[PROBLEM STATEMENT]
Exactly how many lines below mention "else"? Answer with that number alone.

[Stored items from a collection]
──────────

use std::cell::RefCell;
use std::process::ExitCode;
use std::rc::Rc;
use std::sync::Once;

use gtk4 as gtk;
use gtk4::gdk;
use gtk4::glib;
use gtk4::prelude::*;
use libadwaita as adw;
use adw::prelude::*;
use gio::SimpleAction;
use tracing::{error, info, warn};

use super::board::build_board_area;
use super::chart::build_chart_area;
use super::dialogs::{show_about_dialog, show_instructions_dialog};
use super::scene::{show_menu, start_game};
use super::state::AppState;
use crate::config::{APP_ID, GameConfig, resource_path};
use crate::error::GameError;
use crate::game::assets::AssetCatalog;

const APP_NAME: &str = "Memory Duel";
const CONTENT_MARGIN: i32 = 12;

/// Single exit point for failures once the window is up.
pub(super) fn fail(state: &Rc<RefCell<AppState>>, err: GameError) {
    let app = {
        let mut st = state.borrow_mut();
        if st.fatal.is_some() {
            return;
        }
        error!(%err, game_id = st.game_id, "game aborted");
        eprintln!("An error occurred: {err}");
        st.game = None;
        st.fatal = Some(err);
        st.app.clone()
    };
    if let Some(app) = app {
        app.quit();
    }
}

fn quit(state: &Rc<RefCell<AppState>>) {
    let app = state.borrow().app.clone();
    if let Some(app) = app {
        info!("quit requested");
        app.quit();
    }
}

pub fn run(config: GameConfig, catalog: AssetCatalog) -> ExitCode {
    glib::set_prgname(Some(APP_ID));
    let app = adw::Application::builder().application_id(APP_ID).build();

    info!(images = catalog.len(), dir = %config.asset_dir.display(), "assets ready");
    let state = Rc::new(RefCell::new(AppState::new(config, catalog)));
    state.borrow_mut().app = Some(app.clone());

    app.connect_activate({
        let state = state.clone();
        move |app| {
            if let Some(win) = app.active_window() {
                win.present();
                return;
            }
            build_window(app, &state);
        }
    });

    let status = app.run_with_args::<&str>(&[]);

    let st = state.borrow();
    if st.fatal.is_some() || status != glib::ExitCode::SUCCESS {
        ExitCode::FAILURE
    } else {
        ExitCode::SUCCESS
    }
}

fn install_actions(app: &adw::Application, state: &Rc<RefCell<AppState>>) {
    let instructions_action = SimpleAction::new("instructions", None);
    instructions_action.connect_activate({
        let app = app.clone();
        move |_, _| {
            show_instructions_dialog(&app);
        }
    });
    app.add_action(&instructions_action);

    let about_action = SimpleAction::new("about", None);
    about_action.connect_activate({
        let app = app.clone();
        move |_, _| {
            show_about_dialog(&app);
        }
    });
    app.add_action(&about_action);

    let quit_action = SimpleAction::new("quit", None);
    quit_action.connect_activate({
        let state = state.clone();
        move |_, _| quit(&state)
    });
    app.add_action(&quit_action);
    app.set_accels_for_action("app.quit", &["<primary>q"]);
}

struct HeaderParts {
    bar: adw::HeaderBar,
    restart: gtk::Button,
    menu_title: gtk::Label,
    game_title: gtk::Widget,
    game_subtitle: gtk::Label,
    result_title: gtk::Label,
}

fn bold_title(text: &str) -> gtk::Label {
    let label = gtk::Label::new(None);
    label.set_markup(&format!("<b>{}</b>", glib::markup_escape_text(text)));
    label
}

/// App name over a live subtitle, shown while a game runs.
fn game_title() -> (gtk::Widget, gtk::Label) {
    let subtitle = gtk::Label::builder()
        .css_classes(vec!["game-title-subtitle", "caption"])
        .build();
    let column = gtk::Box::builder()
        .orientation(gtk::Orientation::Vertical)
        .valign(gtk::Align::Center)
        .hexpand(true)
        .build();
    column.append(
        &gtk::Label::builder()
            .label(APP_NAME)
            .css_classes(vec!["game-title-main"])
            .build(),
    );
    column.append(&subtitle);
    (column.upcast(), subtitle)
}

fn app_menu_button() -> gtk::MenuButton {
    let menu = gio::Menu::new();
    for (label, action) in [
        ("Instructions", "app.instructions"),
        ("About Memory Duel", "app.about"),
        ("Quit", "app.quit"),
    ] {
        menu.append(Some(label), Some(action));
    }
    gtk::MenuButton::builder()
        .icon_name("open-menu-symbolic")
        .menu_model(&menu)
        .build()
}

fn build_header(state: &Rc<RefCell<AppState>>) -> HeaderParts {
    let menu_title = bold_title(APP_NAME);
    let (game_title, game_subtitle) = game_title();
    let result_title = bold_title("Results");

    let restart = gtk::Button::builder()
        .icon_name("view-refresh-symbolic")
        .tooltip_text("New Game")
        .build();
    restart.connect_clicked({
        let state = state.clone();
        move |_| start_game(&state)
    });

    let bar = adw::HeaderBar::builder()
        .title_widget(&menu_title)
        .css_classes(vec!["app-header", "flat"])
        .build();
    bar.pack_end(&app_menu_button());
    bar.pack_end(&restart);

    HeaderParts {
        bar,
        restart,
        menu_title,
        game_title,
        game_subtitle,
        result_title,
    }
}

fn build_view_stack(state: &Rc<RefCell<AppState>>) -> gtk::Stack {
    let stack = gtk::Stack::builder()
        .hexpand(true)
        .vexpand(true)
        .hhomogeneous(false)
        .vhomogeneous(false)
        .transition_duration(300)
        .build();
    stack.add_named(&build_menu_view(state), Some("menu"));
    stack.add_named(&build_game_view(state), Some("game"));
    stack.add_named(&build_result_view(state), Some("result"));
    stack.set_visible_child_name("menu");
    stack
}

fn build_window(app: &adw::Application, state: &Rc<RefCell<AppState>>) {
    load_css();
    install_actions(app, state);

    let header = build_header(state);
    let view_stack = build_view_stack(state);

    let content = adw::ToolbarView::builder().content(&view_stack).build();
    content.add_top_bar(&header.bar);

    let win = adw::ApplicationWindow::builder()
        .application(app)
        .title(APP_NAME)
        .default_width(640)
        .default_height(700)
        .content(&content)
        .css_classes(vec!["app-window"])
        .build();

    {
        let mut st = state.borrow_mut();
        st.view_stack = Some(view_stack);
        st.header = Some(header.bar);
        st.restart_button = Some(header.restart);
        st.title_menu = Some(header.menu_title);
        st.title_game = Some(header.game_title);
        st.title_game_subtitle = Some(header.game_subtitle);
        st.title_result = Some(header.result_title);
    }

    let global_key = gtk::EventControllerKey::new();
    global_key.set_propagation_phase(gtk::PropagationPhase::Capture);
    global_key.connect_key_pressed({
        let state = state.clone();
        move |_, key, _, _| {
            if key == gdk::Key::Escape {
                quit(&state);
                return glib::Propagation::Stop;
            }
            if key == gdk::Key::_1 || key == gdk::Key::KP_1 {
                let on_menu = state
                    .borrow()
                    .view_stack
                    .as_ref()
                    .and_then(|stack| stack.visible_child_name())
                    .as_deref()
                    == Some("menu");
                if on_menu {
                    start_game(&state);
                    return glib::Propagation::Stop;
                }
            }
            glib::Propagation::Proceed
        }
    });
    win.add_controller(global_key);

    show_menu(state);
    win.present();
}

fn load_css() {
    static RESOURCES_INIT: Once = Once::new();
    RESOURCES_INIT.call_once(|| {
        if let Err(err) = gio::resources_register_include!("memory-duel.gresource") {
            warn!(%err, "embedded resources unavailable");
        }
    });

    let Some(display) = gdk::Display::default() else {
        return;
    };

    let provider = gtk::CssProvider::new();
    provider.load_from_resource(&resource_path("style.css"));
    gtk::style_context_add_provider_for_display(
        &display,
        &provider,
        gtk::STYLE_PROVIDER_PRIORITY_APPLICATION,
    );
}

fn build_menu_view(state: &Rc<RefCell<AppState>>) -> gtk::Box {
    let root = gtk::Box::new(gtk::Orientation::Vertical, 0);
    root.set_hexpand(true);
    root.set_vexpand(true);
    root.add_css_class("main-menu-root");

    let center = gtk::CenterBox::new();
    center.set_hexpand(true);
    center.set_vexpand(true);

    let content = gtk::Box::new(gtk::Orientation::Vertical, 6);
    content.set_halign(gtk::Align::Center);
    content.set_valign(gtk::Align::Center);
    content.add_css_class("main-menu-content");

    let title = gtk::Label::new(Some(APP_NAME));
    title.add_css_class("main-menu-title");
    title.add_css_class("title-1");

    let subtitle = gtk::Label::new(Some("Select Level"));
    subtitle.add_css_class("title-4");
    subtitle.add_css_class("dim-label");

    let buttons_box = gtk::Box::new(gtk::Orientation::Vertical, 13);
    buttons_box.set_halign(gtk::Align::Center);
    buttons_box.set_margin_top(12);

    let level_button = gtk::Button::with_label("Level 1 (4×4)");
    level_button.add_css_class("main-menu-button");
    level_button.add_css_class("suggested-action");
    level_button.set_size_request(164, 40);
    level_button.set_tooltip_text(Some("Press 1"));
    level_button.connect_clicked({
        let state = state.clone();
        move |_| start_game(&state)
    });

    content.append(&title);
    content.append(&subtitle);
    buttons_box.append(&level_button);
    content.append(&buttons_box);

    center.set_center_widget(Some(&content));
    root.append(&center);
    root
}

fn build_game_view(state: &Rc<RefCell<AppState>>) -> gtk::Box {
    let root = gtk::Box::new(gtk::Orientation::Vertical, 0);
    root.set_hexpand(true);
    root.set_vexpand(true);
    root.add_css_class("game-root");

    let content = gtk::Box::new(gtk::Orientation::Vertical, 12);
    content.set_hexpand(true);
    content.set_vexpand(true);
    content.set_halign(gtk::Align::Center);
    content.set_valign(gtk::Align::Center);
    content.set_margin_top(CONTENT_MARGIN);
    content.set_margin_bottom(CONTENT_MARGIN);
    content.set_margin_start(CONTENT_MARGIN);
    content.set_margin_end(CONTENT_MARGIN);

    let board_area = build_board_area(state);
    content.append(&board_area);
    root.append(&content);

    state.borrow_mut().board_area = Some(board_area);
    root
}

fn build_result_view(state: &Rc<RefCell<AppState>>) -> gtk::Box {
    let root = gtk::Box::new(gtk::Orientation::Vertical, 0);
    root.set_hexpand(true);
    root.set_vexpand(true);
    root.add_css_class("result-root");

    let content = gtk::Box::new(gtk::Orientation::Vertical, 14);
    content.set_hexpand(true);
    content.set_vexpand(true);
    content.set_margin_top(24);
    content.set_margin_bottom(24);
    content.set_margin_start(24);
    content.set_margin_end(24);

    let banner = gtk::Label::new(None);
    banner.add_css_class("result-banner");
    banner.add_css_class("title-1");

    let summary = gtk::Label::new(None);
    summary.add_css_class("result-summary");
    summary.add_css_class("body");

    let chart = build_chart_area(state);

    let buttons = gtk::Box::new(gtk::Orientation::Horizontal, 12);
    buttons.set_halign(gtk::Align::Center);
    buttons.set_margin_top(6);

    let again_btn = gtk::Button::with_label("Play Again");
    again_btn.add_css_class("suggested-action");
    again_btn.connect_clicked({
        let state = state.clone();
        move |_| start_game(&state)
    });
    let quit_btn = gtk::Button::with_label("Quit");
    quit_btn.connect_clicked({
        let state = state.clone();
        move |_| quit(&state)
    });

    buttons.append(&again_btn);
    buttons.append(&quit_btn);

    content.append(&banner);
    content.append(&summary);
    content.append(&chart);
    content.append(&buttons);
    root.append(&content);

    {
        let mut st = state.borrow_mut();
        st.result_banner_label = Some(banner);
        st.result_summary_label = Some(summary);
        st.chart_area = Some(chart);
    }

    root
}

──────────

[EXERCISE ANSWER]
2